(Items from a data source)
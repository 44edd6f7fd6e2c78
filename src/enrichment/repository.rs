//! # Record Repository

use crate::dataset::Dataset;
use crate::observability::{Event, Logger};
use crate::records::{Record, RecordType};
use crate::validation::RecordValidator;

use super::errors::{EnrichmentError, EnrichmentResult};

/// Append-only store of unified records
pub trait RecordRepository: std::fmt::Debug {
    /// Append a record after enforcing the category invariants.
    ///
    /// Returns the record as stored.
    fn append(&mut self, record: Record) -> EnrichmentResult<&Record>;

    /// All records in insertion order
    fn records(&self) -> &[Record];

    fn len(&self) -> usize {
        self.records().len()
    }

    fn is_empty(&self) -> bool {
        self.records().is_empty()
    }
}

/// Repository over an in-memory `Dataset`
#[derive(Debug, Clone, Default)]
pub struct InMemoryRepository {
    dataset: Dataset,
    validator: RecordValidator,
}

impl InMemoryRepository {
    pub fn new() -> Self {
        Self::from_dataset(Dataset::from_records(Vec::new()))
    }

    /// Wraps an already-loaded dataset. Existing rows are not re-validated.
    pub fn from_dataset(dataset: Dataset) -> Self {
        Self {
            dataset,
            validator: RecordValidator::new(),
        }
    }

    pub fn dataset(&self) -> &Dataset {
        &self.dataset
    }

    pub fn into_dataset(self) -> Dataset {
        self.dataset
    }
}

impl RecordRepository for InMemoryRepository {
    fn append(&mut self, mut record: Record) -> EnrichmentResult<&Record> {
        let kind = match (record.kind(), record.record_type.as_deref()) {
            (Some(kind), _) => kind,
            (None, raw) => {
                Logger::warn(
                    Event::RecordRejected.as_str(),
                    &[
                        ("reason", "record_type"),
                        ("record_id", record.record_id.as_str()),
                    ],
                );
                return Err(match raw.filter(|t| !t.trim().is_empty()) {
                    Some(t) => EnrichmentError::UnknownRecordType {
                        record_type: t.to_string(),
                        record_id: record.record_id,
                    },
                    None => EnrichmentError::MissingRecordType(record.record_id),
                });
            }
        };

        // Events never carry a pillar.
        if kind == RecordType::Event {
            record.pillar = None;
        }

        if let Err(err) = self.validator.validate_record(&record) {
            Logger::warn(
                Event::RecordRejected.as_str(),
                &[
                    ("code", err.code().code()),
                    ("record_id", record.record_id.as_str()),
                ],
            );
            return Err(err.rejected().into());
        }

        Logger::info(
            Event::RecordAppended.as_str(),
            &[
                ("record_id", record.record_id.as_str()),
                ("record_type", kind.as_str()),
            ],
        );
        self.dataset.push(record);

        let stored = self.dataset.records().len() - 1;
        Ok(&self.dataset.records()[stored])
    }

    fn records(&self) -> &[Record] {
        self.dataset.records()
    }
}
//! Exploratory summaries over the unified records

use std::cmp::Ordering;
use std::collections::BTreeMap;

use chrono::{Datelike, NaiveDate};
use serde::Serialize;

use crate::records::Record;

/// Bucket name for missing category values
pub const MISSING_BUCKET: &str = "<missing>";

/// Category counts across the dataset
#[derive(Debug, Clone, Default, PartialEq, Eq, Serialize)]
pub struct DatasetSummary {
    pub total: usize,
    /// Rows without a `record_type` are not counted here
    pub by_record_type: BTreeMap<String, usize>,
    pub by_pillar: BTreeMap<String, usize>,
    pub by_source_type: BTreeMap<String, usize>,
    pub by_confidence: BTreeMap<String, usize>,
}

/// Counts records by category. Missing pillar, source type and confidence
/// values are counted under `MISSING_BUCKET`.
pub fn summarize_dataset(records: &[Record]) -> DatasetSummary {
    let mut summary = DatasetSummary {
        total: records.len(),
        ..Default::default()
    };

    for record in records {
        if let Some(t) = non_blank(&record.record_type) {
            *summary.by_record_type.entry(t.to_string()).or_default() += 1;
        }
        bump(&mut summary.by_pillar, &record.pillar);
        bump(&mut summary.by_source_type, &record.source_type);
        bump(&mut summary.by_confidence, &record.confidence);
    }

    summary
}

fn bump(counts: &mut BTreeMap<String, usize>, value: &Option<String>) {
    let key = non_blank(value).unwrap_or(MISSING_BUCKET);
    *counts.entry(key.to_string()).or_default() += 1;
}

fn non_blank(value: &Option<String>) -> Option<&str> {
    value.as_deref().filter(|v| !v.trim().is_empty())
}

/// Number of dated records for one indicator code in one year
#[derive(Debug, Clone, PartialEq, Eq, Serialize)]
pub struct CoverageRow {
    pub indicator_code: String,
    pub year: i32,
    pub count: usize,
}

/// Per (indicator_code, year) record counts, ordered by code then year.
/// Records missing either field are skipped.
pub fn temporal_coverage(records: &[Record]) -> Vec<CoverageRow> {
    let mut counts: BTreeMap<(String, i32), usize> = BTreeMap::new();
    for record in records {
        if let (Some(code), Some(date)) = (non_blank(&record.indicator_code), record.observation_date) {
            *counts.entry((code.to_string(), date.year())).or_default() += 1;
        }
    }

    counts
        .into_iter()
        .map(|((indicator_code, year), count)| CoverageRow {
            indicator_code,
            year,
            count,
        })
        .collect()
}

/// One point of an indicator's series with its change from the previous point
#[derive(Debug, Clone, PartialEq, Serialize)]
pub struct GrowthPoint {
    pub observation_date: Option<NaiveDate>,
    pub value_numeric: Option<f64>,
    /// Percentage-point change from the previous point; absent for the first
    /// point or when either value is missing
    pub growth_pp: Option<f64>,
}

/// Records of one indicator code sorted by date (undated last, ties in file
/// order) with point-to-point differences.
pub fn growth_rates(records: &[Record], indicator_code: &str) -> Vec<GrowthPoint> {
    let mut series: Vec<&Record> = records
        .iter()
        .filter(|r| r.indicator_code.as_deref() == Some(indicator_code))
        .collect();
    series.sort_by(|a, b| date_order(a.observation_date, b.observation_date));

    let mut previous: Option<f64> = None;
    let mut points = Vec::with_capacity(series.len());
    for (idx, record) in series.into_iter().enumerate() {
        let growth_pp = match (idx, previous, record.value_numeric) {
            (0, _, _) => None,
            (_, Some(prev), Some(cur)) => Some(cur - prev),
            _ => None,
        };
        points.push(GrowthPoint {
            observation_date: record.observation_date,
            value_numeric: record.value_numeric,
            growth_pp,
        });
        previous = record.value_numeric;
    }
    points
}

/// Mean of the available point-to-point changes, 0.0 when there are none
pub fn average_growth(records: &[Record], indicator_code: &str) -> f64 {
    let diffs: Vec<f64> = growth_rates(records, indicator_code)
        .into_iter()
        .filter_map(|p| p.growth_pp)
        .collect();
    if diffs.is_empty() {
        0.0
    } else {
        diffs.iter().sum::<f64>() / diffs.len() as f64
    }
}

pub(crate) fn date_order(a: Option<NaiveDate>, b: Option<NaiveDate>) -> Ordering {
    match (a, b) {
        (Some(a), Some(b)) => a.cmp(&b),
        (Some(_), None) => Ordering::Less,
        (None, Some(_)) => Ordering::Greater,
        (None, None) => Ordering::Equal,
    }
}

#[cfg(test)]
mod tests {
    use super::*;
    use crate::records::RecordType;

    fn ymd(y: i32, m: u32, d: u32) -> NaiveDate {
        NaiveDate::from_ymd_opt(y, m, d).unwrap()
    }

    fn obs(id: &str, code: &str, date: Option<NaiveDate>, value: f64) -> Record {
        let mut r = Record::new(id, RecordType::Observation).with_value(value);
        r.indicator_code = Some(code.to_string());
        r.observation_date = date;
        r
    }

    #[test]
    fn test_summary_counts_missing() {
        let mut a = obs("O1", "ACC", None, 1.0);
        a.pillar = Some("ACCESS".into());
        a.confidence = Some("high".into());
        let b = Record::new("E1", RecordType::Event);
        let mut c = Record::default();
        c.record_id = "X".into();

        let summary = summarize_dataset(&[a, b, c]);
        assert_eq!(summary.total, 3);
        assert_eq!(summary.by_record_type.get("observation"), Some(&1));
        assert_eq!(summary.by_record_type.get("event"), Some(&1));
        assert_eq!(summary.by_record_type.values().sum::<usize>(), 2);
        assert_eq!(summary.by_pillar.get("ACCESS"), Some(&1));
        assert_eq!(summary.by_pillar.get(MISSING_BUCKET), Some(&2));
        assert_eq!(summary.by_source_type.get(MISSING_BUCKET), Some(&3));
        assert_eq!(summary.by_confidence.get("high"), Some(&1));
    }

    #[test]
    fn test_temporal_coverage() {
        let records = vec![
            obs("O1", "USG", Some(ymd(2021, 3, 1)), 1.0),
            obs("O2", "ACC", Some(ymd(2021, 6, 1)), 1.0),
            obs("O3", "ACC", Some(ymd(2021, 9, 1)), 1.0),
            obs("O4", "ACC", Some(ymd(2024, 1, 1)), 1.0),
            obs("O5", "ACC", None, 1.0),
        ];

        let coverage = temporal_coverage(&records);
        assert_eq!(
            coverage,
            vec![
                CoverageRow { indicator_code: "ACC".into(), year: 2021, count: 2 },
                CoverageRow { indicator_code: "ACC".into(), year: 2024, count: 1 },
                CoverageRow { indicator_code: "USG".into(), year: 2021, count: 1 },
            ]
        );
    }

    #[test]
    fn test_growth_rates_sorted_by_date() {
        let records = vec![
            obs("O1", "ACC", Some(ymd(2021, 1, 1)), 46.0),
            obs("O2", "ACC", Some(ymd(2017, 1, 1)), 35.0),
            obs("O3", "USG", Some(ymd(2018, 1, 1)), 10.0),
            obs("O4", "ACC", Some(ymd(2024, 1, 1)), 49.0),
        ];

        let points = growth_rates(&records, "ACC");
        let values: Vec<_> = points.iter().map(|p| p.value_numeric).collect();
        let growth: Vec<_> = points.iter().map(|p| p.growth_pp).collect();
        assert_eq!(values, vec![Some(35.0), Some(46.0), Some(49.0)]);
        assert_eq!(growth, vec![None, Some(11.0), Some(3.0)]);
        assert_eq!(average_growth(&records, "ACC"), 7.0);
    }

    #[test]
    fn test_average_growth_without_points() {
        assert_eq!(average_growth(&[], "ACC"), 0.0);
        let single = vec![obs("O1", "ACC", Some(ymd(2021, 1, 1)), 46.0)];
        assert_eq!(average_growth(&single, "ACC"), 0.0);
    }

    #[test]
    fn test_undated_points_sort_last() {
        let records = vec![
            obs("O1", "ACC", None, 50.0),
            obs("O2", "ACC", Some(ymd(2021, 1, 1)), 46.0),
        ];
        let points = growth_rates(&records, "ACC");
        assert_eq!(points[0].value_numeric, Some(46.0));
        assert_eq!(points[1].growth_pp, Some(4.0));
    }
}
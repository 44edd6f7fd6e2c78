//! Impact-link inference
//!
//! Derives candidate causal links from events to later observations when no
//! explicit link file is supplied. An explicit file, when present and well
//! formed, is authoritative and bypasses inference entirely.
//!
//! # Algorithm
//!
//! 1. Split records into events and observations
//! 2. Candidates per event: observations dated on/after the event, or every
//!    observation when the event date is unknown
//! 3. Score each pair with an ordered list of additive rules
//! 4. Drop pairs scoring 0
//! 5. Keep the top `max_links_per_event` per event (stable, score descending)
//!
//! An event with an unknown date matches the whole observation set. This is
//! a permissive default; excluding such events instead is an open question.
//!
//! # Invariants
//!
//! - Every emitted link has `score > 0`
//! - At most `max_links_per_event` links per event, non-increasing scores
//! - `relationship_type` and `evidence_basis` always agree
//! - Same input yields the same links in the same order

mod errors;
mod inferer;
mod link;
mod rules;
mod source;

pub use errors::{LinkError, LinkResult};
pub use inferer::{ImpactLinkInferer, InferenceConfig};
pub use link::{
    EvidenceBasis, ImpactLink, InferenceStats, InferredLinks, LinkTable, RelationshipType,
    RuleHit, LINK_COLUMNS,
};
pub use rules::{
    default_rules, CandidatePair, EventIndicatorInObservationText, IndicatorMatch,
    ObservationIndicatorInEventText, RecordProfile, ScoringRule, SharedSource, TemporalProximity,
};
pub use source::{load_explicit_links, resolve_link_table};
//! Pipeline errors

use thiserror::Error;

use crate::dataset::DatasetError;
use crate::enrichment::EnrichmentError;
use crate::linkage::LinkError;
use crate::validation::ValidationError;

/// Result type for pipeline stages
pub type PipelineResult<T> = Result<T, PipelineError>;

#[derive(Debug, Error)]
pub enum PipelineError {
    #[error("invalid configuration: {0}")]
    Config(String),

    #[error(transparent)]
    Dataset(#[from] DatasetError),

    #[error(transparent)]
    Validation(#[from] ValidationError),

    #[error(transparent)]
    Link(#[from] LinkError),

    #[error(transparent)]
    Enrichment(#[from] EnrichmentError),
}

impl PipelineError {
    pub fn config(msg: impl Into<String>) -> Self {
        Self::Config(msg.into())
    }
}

◆ DIRECTIONS: Take the entries above and return only the lines from the one with "of unified records" to the one with "pub fn dataset(&self)", both included, unchanged.

◆ RESPONSE AREA:
/// Append-only store of unified records
pub trait RecordRepository: std::fmt::Debug {
    /// Append a record after enforcing the category invariants.
    ///
    /// Returns the record as stored.
    fn append(&mut self, record: Record) -> EnrichmentResult<&Record>;

    /// All records in insertion order
    fn records(&self) -> &[Record];

    fn len(&self) -> usize {
        self.records().len()
    }

    fn is_empty(&self) -> bool {
        self.records().is_empty()
    }
}

/// Repository over an in-memory `Dataset`
#[derive(Debug, Clone, Default)]
pub struct InMemoryRepository {
    dataset: Dataset,
    validator: RecordValidator,
}

impl InMemoryRepository {
    pub fn new() -> Self {
        Self::from_dataset(Dataset::from_records(Vec::new()))
    }

    /// Wraps an already-loaded dataset. Existing rows are not re-validated.
    pub fn from_dataset(dataset: Dataset) -> Self {
        Self {
            dataset,
            validator: RecordValidator::new(),
        }
    }

    pub fn dataset(&self) -> &Dataset {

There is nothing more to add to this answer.